### GIVEN RECORDS ###

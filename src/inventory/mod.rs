//! Read-only view of the devices of the system.

use std::collections::{BTreeMap, BTreeSet};

use anyhow::{Context, Error};
use serde::{Deserialize, Serialize};

use storage_api::{
    primitives::bytes::ByteCount,
    system::{Device, DeviceKind},
    DeviceName,
};

pub mod builder;
pub mod error;

use self::{builder::DeviceGraphBuilder, error::InventoryError};

/// Devices the solvers can match against.
///
/// Implementations are snapshots: the solvers never modify them and expect
/// the same answers for the whole resolution pass.
pub trait StorageInventory {
    fn device(&self, name: &str) -> Option<&Device>;

    /// All devices of the given kind, ordered by name.
    fn devices_of_kind(&self, kind: DeviceKind) -> Vec<&Device>;

    /// Whether the device is free to be used, i.e. not mounted or otherwise
    /// claimed by the running system.
    fn is_available(&self, device: &Device) -> bool;

    /// Whether the device is suitable for installing the system.
    fn is_candidate(&self, device: &Device) -> bool;

    /// Devices of the given kind that are suitable for installing the system,
    /// ordered by name.
    fn candidate_devices(&self, kind: DeviceKind) -> Vec<&Device> {
        self.devices_of_kind(kind)
            .into_iter()
            .filter(|d| self.is_candidate(d))
            .collect()
    }

    /// Partitions of the device, in table order.
    fn partitions(&self, device: &Device) -> Vec<&Device> {
        device
            .partitions
            .iter()
            .filter_map(|name| self.device(name))
            .collect()
    }
}

/// In-memory snapshot of the devices of a system.
#[derive(Debug, Clone, Default, PartialEq)]
pub struct DeviceGraph {
    devices: BTreeMap<DeviceName, Device>,
    unavailable: BTreeSet<DeviceName>,
    non_candidates: BTreeSet<DeviceName>,
}

impl DeviceGraph {
    pub fn builder() -> DeviceGraphBuilder {
        DeviceGraphBuilder::default()
    }

    /// Builds a graph from a YAML description of the system.
    pub fn from_yaml(yaml: &str) -> Result<Self, Error> {
        let scenario: Scenario =
            serde_yaml::from_str(yaml).context("Failed to parse device graph")?;
        scenario
            .into_graph()
            .context("Failed to build device graph")
    }
}

impl StorageInventory for DeviceGraph {
    fn device(&self, name: &str) -> Option<&Device> {
        self.devices.get(name)
    }

    fn devices_of_kind(&self, kind: DeviceKind) -> Vec<&Device> {
        self.devices.values().filter(|d| d.kind == kind).collect()
    }

    fn is_available(&self, device: &Device) -> bool {
        !self.unavailable.contains(&device.name)
    }

    fn is_candidate(&self, device: &Device) -> bool {
        !self.non_candidates.contains(&device.name)
    }
}

/// YAML description of a system:
///
/// ```yaml
/// disks:
///   - name: /dev/vda
///     size: 50 GiB
///     partitions:
///       - name: /dev/vda1
///         number: 1
///         size: 1 GiB
/// mdRaids:
///   - name: /dev/md0
///     size: 20 GiB
///     members: [/dev/vdb, /dev/vdc]
/// volumeGroups:
///   - name: /dev/system
///     size: 10 GiB
///     physicalVolumes: [/dev/vda1]
/// unavailable: [/dev/vdc]
/// nonCandidates: [/dev/md0]
/// ```
#[derive(Serialize, Deserialize, Debug, Default)]
#[serde(rename_all = "camelCase", deny_unknown_fields)]
struct Scenario {
    #[serde(default)]
    disks: Vec<PartitionedEntry>,

    #[serde(default)]
    md_raids: Vec<PartitionedEntry>,

    #[serde(default)]
    volume_groups: Vec<VolumeGroupEntry>,

    #[serde(default)]
    unavailable: Vec<DeviceName>,

    #[serde(default)]
    non_candidates: Vec<DeviceName>,
}

#[derive(Serialize, Deserialize, Debug)]
#[serde(rename_all = "camelCase", deny_unknown_fields)]
struct PartitionedEntry {
    name: DeviceName,
    size: ByteCount,
    #[serde(default)]
    members: Vec<DeviceName>,
    #[serde(default)]
    partitions: Vec<PartitionEntry>,
}

#[derive(Serialize, Deserialize, Debug)]
#[serde(rename_all = "camelCase", deny_unknown_fields)]
struct PartitionEntry {
    name: DeviceName,
    size: ByteCount,
    number: Option<u32>,
}

#[derive(Serialize, Deserialize, Debug)]
#[serde(rename_all = "camelCase", deny_unknown_fields)]
struct VolumeGroupEntry {
    name: DeviceName,
    size: ByteCount,
    #[serde(default)]
    physical_volumes: Vec<DeviceName>,
}

impl Scenario {
    fn into_graph(self) -> Result<DeviceGraph, InventoryError> {
        let mut builder = DeviceGraph::builder();

        let partitioned = self
            .disks
            .into_iter()
            .map(|entry| (DeviceKind::Disk, entry))
            .chain(self.md_raids.into_iter().map(|entry| (DeviceKind::MdRaid, entry)));
        for (kind, entry) in partitioned {
            let mut device = Device::new(entry.name, kind, entry.size);
            device.members = entry.members;
            for partition in entry.partitions {
                device.partitions.push(partition.name.clone());
                builder.add_device(Device {
                    number: partition.number,
                    ..Device::new(partition.name, DeviceKind::Partition, partition.size)
                });
            }
            builder.add_device(device);
        }

        for entry in self.volume_groups {
            let mut device = Device::new(entry.name, DeviceKind::LvmVg, entry.size);
            device.physical_volumes = entry.physical_volumes;
            builder.add_device(device);
        }

        for name in self.unavailable {
            builder.mark_unavailable(name);
        }
        for name in self.non_candidates {
            builder.mark_non_candidate(name);
        }

        builder.build()
    }
}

###

(WORK REQUIRED): Reproduce the data shown above exactly, including every line.

(OUTPUT):
filename src/inventory/mod.rs
//! Read-only view of the devices of the system.

use std::collections::{BTreeMap, BTreeSet};

use anyhow::{Context, Error};
use serde::{Deserialize, Serialize};

use storage_api::{
    primitives::bytes::ByteCount,
    system::{Device, DeviceKind},
    DeviceName,
};

pub mod builder;
pub mod error;

use self::{builder::DeviceGraphBuilder, error::InventoryError};

/// Devices the solvers can match against.
///
/// Implementations are snapshots: the solvers never modify them and expect
/// the same answers for the whole resolution pass.
pub trait StorageInventory {
    fn device(&self, name: &str) -> Option<&Device>;

    /// All devices of the given kind, ordered by name.
    fn devices_of_kind(&self, kind: DeviceKind) -> Vec<&Device>;

    /// Whether the device is free to be used, i.e. not mounted or otherwise
    /// claimed by the running system.
    fn is_available(&self, device: &Device) -> bool;

    /// Whether the device is suitable for installing the system.
    fn is_candidate(&self, device: &Device) -> bool;

    /// Devices of the given kind that are suitable for installing the system,
    /// ordered by name.
    fn candidate_devices(&self, kind: DeviceKind) -> Vec<&Device> {
        self.devices_of_kind(kind)
            .into_iter()
            .filter(|d| self.is_candidate(d))
            .collect()
    }

    /// Partitions of the device, in table order.
    fn partitions(&self, device: &Device) -> Vec<&Device> {
        device
            .partitions
            .iter()
            .filter_map(|name| self.device(name))
            .collect()
    }
}

/// In-memory snapshot of the devices of a system.
#[derive(Debug, Clone, Default, PartialEq)]
pub struct DeviceGraph {
    devices: BTreeMap<DeviceName, Device>,
    unavailable: BTreeSet<DeviceName>,
    non_candidates: BTreeSet<DeviceName>,
}

impl DeviceGraph {
    pub fn builder() -> DeviceGraphBuilder {
        DeviceGraphBuilder::default()
    }

    /// Builds a graph from a YAML description of the system.
    pub fn from_yaml(yaml: &str) -> Result<Self, Error> {
        let scenario: Scenario =
            serde_yaml::from_str(yaml).context("Failed to parse device graph")?;
        scenario
            .into_graph()
            .context("Failed to build device graph")
    }
}

impl StorageInventory for DeviceGraph {
    fn device(&self, name: &str) -> Option<&Device> {
        self.devices.get(name)
    }

    fn devices_of_kind(&self, kind: DeviceKind) -> Vec<&Device> {
        self.devices.values().filter(|d| d.kind == kind).collect()
    }

    fn is_available(&self, device: &Device) -> bool {
        !self.unavailable.contains(&device.name)
    }

    fn is_candidate(&self, device: &Device) -> bool {
        !self.non_candidates.contains(&device.name)
    }
}

/// YAML description of a system:
///
/// ```yaml
/// disks:
///   - name: /dev/vda
///     size: 50 GiB
///     partitions:
///       - name: /dev/vda1
///         number: 1
///         size: 1 GiB
/// mdRaids:
///   - name: /dev/md0
///     size: 20 GiB
///     members: [/dev/vdb, /dev/vdc]
/// volumeGroups:
///   - name: /dev/system
///     size: 10 GiB
///     physicalVolumes: [/dev/vda1]
/// unavailable: [/dev/vdc]
/// nonCandidates: [/dev/md0]
/// ```
#[derive(Serialize, Deserialize, Debug, Default)]
#[serde(rename_all = "camelCase", deny_unknown_fields)]
struct Scenario {
    #[serde(default)]
    disks: Vec<PartitionedEntry>,

    #[serde(default)]
    md_raids: Vec<PartitionedEntry>,

    #[serde(default)]
    volume_groups: Vec<VolumeGroupEntry>,

    #[serde(default)]
    unavailable: Vec<DeviceName>,

    #[serde(default)]
    non_candidates: Vec<DeviceName>,
}

#[derive(Serialize, Deserialize, Debug)]
#[serde(rename_all = "camelCase", deny_unknown_fields)]
struct PartitionedEntry {
    name: DeviceName,
    size: ByteCount,
    #[serde(default)]
    members: Vec<DeviceName>,
    #[serde(default)]
    partitions: Vec<PartitionEntry>,
}

#[derive(Serialize, Deserialize, Debug)]
#[serde(rename_all = "camelCase", deny_unknown_fields)]
struct PartitionEntry {
    name: DeviceName,
    size: ByteCount,
    number: Option<u32>,
}

#[derive(Serialize, Deserialize, Debug)]
#[serde(rename_all = "camelCase", deny_unknown_fields)]
struct VolumeGroupEntry {
    name: DeviceName,
    size: ByteCount,
    #[serde(default)]
    physical_volumes: Vec<DeviceName>,
}

impl Scenario {
    fn into_graph(self) -> Result<DeviceGraph, InventoryError> {
        let mut builder = DeviceGraph::builder();

        let partitioned = self
            .disks
            .into_iter()
            .map(|entry| (DeviceKind::Disk, entry))
            .chain(self.md_raids.into_iter().map(|entry| (DeviceKind::MdRaid, entry)));
        for (kind, entry) in partitioned {
            let mut device = Device::new(entry.name, kind, entry.size);
            device.members = entry.members;
            for partition in entry.partitions {
                device.partitions.push(partition.name.clone());
                builder.add_device(Device {
                    number: partition.number,
                    ..Device::new(partition.name, DeviceKind::Partition, partition.size)
                });
            }
            builder.add_device(device);
        }

        for entry in self.volume_groups {
            let mut device = Device::new(entry.name, DeviceKind::LvmVg, entry.size);
            device.physical_volumes = entry.physical_volumes;
            builder.add_device(device);
        }

        for name in self.unavailable {
            builder.mark_unavailable(name);
        }
        for name in self.non_candidates {
            builder.mark_non_candidate(name);
        }

        builder.build()
    }
}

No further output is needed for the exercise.